Whether working with Hozo Masomura or Yuzo Kawashima, Fumiko Wakao left behind works that were not obliterated by the changing times. As a "actress myth", behind the entanglement of lust, she can test our deep vision of a female actress.

Text | Tang Zhenzhao

Born in 1933, Fumiko Wakao not only had many fans of her time, but also captured today's young audiences.

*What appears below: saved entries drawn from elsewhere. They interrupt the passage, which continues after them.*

//! Snapshot and final report types

use crate::config::Protocol;

use chrono::{DateTime, Utc};
use serde::Serialize;
use std::collections::BTreeMap;
use std::fmt;
use std::time::Duration;

/// Averages over vector-search results
#[derive(Debug, Clone, Copy, PartialEq, Serialize)]
pub struct SearchSummary {
    /// Mean number of points returned per response
    pub avg_points: f64,
    /// Mean best score per response
    pub avg_best_score: f64,
}

/// Periodic progress line emitted while a run is in flight
#[derive(Debug, Clone, PartialEq, Serialize)]
pub struct ProgressSnapshot {
    /// Results received so far
    pub responses: u64,
    /// Error-classified results so far
    pub errors: u64,
    /// Responses per second since the first request
    pub rate: f64,
    /// Mean latency so far
    #[serde(with = "humantime_serde")]
    pub mean_latency: Duration,
    /// Vector-search averages, when applicable
    #[serde(skip_serializing_if = "Option::is_none")]
    pub search: Option<SearchSummary>,
}

impl fmt::Display for ProgressSnapshot {
    fn fmt(&self, f: &mut fmt::Formatter<'_>) -> fmt::Result {
        write!(
            f,
            "responses total: {}; avg rps: {:.3}; avg duration: {:?}",
            self.responses, self.rate, self.mean_latency
        )?;
        if let Some(search) = &self.search {
            write!(
                f,
                "; avg points count: {:.3}; avg max score: {:.3}",
                search.avg_points, search.avg_best_score
            )?;
        }
        Ok(())
    }
}

/// Summary of a whole run
///
/// `rate` and `mean_latency` are `None` when no result was received.
#[derive(Debug, Clone, Serialize)]
pub struct FinalReport {
    /// Backend protocol of the run
    pub protocol: Protocol,
    /// First request dispatch, backdated from the first result
    #[serde(skip_serializing_if = "Option::is_none")]
    pub started_at: Option<DateTime<Utc>>,
    /// When the report was produced
    pub ended_at: DateTime<Utc>,
    /// Total results
    pub responses: u64,
    /// Successful results
    pub successes: u64,
    /// Results without a usable response
    pub errors: u64,
    /// Responses per second since the first request
    #[serde(skip_serializing_if = "Option::is_none")]
    pub rate: Option<f64>,
    /// Mean latency over all results
    #[serde(with = "humantime_serde", skip_serializing_if = "Option::is_none")]
    pub mean_latency: Option<Duration>,
    /// Count per status code, `0` for results without one
    pub status_codes: BTreeMap<u16, u64>,
    /// Count per outcome class
    pub outcomes: BTreeMap<String, u64>,
    /// Vector-search averages, when applicable
    #[serde(skip_serializing_if = "Option::is_none")]
    pub search: Option<SearchSummary>,
}

impl FinalReport {
    /// Results that were not successes
    pub fn failures(&self) -> u64 {
        self.responses - self.successes
    }
}

impl fmt::Display for FinalReport {
    fn fmt(&self, f: &mut fmt::Formatter<'_>) -> fmt::Result {
        match self.started_at {
            Some(started) => writeln!(f, "test started: {}", started.to_rfc3339())?,
            None => writeln!(f, "test started: -")?,
        }
        writeln!(f, "test ended: {}", self.ended_at.to_rfc3339())?;
        writeln!(f, "responses total: {}", self.responses)?;

        if self.responses == 0 {
            return writeln!(f, "no responses received");
        }

        match self.protocol {
            Protocol::Http => {
                writeln!(f, "http status stats:")?;
                for (code, count) in &self.status_codes {
                    writeln!(f, ">>> status: {code} count: {count}")?;
                }
            }
            Protocol::VectorSearch => {}
        }
        writeln!(f, "outcome stats:")?;
        for (class, count) in &self.outcomes {
            writeln!(f, ">>> {class} count: {count}")?;
        }
        writeln!(f, "errors: {}", self.errors)?;

        if let Some(search) = &self.search {
            writeln!(f, "avg points count: {:.3}", search.avg_points)?;
            writeln!(f, "avg max score: {:.3}", search.avg_best_score)?;
        }
        if let Some(rate) = self.rate {
            writeln!(f, "avg rps: {rate:.3}")?;
        }
        if let Some(mean) = self.mean_latency {
            writeln!(f, "avg duration: {mean:?}")?;
        }
        Ok(())
    }
}
//! Vector-search backend speaking the Qdrant REST query API
//!
//! Each [`VectorQuery`] becomes one
//! `POST {base}/collections/{collection}/points/query` call. A successful
//! call is reported as [`Outcome::Completed`](stampede_core::Outcome) with
//! the number of points returned and the best score among them.

use std::sync::Arc;

use async_trait::async_trait;
use reqwest::Client;
use serde::{Deserialize, Serialize};
use stampede_core::{
    Backend, BackendError, BackendFactory, BackendResponse, QuantizationParams, Request,
    RequestPayload, SearchParams, VectorQuery,
};
use url::Url;

use crate::client::{classify_send_error, HttpConfig};

/// Longest error body echoed into a protocol error
const MAX_ERROR_BODY: usize = 256;

/// Creates one [`VectorSearchBackend`] per worker
#[derive(Debug, Clone)]
pub struct VectorSearchFactory {
    base: Url,
    config: HttpConfig,
}

impl VectorSearchFactory {
    /// Create a factory for the service at `base` (scheme, host and port)
    pub fn new(base: Url, config: HttpConfig) -> Self {
        Self { base, config }
    }
}

#[async_trait]
impl BackendFactory for VectorSearchFactory {
    fn name(&self) -> &str {
        "vector_search"
    }

    async fn connect(&self, worker_id: usize) -> Result<Arc<dyn Backend>, BackendError> {
        let client = self.config.build_client()?;
        tracing::debug!(worker_id, base = %self.base, "Vector-search client ready");
        Ok(Arc::new(VectorSearchBackend::new(self.base.clone(), client)))
    }
}

/// Executes vector queries against one service
#[derive(Debug, Clone)]
pub struct VectorSearchBackend {
    base: Url,
    client: Client,
}

impl VectorSearchBackend {
    /// Create a backend over an existing client
    pub fn new(base: Url, client: Client) -> Self {
        Self { base, client }
    }

    fn query_url(&self, collection: &str) -> Result<Url, BackendError> {
        let mut url = self.base.clone();
        url.path_segments_mut()
            .map_err(|_| {
                BackendError::InvalidRequest(format!("{} cannot be a base url", self.base))
            })?
            .pop_if_empty()
            .extend(["collections", collection, "points", "query"]);
        Ok(url)
    }
}

#[async_trait]
impl Backend for VectorSearchBackend {
    fn name(&self) -> &str {
        "vector_search"
    }

    async fn execute(&self, request: &Request) -> Result<BackendResponse, BackendError> {
        let RequestPayload::VectorQuery(query) = &request.payload else {
            return Err(BackendError::UnexpectedPayload {
                expected: "vector_query",
                found: request.payload.kind(),
            });
        };

        let url = self.query_url(&query.collection)?;
        let response = self
            .client
            .post(url)
            .json(&QueryBody::from(query.as_ref()))
            .send()
            .await
            .map_err(classify_send_error)?;

        let status = response.status();
        let body = response
            .bytes()
            .await
            .map_err(|e| BackendError::Transport(format!("reading body: {}", e)))?;

        if !status.is_success() {
            let text = String::from_utf8_lossy(&body);
            let text: String = text.chars().take(MAX_ERROR_BODY).collect();
            return Err(BackendError::Protocol(format!(
                "status {}: {}",
                status.as_u16(),
                text
            )));
        }

        let parsed: QueryResponse = serde_json::from_slice(&body)
            .map_err(|e| BackendError::Protocol(format!("malformed query response: {}", e)))?;
        let points = parsed.result.points;

        let best_score = points
            .iter()
            .map(|point| point.score)
            .fold(None, |best: Option<f32>, score| {
                Some(best.map_or(score, |b| b.max(score)))
            })
            .unwrap_or(0.0);

        Ok(BackendResponse::search(points.len(), best_score))
    }
}

// ============================================================================
// Wire types
// ============================================================================

#[derive(Debug, Serialize)]
struct QueryBody<'a> {
    query: &'a [f32],
    #[serde(skip_serializing_if = "Option::is_none")]
    filter: Option<Filter<'a>>,
    #[serde(skip_serializing_if = "Option::is_none")]
    params: Option<Params>,
    #[serde(skip_serializing_if = "Option::is_none")]
    limit: Option<u64>,
    with_payload: bool,
    with_vector: bool,
    #[serde(skip_serializing_if = "Option::is_none")]
    shard_key: Option<&'a [u64]>,
}

#[derive(Debug, Serialize)]
struct Filter<'a> {
    must: Vec<FieldCondition<'a>>,
}

#[derive(Debug, Serialize)]
struct FieldCondition<'a> {
    key: &'a str,
    #[serde(rename = "match")]
    matches: MatchValue,
}

#[derive(Debug, Serialize)]
struct MatchValue {
    value: i64,
}

#[derive(Debug, Serialize)]
struct Params {
    #[serde(skip_serializing_if = "Option::is_none")]
    hnsw_ef: Option<u64>,
    exact: bool,
    indexed_only: bool,
    #[serde(skip_serializing_if = "Option::is_none")]
    quantization: Option<Quantization>,
}

#[derive(Debug, Serialize)]
struct Quantization {
    rescore: bool,
    oversampling: f64,
}

impl<'a> From<&'a VectorQuery> for QueryBody<'a> {
    fn from(query: &'a VectorQuery) -> Self {
        let filter = (!query.filter.is_empty()).then(|| Filter {
            must: query
                .filter
                .iter()
                .map(|condition| FieldCondition {
                    key: &condition.field,
                    matches: MatchValue {
                        value: condition.value,
                    },
                })
                .collect(),
        });

        Self {
            query: &query.vector,
            filter,
            params: query.params.as_ref().map(Params::from),
            limit: query.limit,
            with_payload: query.with_payload,
            with_vector: query.with_vectors,
            shard_key: (!query.shard_keys.is_empty()).then_some(query.shard_keys.as_slice()),
        }
    }
}

impl From<&SearchParams> for Params {
    fn from(params: &SearchParams) -> Self {
        Self {
            hnsw_ef: params.hnsw_ef,
            exact: params.exact,
            indexed_only: params.indexed_only,
            quantization: params
                .quantization
                .map(|QuantizationParams { rescore, oversampling }| Quantization {
                    rescore,
                    oversampling,
                }),
        }
    }
}

#[derive(Debug, Deserialize)]
struct QueryResponse {
    result: QueryResult,
}

#[derive(Debug, Deserialize)]
struct QueryResult {
    #[serde(default)]
    points: Vec<ScoredPoint>,
}

#[derive(Debug, Deserialize)]
struct ScoredPoint {
    #[serde(default)]
    score: f32,
}
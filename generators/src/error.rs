//! Request source errors

use std::path::PathBuf;

use stampede_core::BenchError;

/// Errors raised while loading a request source
///
/// All of these surface at construction time; a generator that was built
/// successfully never fails afterwards.
#[derive(Debug, thiserror::Error)]
pub enum SourceError {
    /// The source file could not be read
    #[error("could not read {}: {source}", path.display())]
    Io {
        /// Source path
        path: PathBuf,
        /// Underlying error
        #[source]
        source: std::io::Error,
    },

    /// The source file is not a JSON array of entries
    #[error("could not parse {}: {source}", path.display())]
    Parse {
        /// Source path
        path: PathBuf,
        /// Underlying error
        #[source]
        source: serde_json::Error,
    },

    /// The source file holds no entries
    #[error("{} contains no requests", path.display())]
    Empty {
        /// Source path
        path: PathBuf,
    },

    /// One entry is malformed
    #[error("wrong request {index}: {reason}")]
    InvalidEntry {
        /// Zero-based position of the entry in the file
        index: usize,
        /// What is wrong with it
        reason: String,
    },

    /// The base request itself is unusable
    #[error("invalid base request: {0}")]
    InvalidBase(String),

    /// The protocol cannot run without a request source
    #[error("{0} load needs a request file (--from-json)")]
    Required(&'static str),
}

impl SourceError {
    pub(crate) fn entry(index: usize, reason: impl Into<String>) -> Self {
        Self::InvalidEntry {
            index,
            reason: reason.into(),
        }
    }
}

impl From<SourceError> for BenchError {
    fn from(err: SourceError) -> Self {
        BenchError::Source(err.to_string())
    }
}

The love and lust of the actress myth of Fumiko Wakao

Fumiko Wakao

Born on November 8, 1933, Fumiko Wakao, who is nearly eighty years old this year, is an evergreen legend in the Japanese film industry. She has been a sexy goddess in the minds of everyone since her debut, originally in 1971 with the bankruptcy of the big film company has almost faded out of the film industry, on the screen can only occasionally see her cameo performances, in turn in the field of television drama and stage drama shine. However, since the 1980s, many theaters have successively launched some retrospective film festivals of different colors of directors, among which directors Yasuzo Masomura and Yuzo Kawashima are particularly popular, and "The World of Wakao Fumiko and Men" has almost become a fixed propaganda formula, so Masumura with Wakao (equivalent to Kenji Mizoguchi with Tanaka Silk, Naruse with Hideko Takayama, Yasujiro Ozu with Setsuko Hara and Yoshida with Okada Jasmine) has once again attracted attention.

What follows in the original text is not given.